Il titolo è sufficientemente esplicativo: “La Grande Guerra, i diari raccontano”.
Grazie a un accordo tra il Gruppo Espresso e l’Archivio diaristico nazionale di Pieve Santo Stefano abbiamo, Nicola Maranesi (un giovane e bravo giornalista) e io, letto i diari dell’archivio che si riferiscono alla Prima guerra mondiale e selezionato i brani più interessanti. Dopo la loro digitalizzazione li abbiamo catalogati, geolocalizzati, spiegati…
Ne è nato uno strumento che consente a ciascuno un viaggio davvero particolare nelle trincee di quella immane tragedia che fu la guerra 1914-1918, di cui quest’anno ricorre il centenario.
Anche per noi che vi abbiamo lavorato è stato un viaggio eccezionale.

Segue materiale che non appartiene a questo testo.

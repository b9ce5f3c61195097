//! This crate provides the types exchanged between the participants of a round-based
//! application and the engine that drives it.
//!
//! - `ParticipantId`: identity of an agent taking part in the period.
//! - `Payload`: a single participant's typed contribution to the active round.
//! - `Value`: the totally ordered dynamic value carried by a payload and stored in the period state.

mod participant;
mod payload;
pub mod testonly;
mod value;

pub use self::{
    participant::ParticipantId,
    payload::{Payload, TransactionType},
    value::{Float, Value},
};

Riprendere in mano, dopo cent’anni, pagine scritte nel fango o nei ripari della seconda linea. Riuscire quasi a vedere con i propri occhi le atrocità che vengono descritte con parole semplici e crude. Restare stupiti di fronte alla profonda sensibilità che l’uccidere e il veder morire non riesce a sopprimere. Leggere di un uomo fucilato perché aveva la pipa in bocca o di un capitano che uccide due suoi soldati che non vanno all’attacco.
Tutto questo ci ha restituito emozioni profonde che speriamo di essere riusciti a trasmettere.
Ma ci ha anche consentito di stabilire un rapporto diverso con la generazione che ha combattuto la 14-18, quella dei miei nonni e dei bisnonni di Nicola. Una generazione alla quale noi, nati nel secondo dopoguerra, abbiamo prestato poca attenzione umana. Era guerra vecchia, guerra d’altri tempi… Abbiamo sbagliato. Perché le guerre non sono mai vecchie, né di altri tempi. Sono solo da sempre e per sempre la cosa più terribile che l’uomo possa causare.
I racconti dei diaristi aiutano a non dimenticarlo, a imprimerselo bene nella mente, a rispettare tutti coloro che sono stati costretti a combatterle. E a fare quanto è in proprio potere perché di guerre, nel mondo, ce ne siano sempre di meno.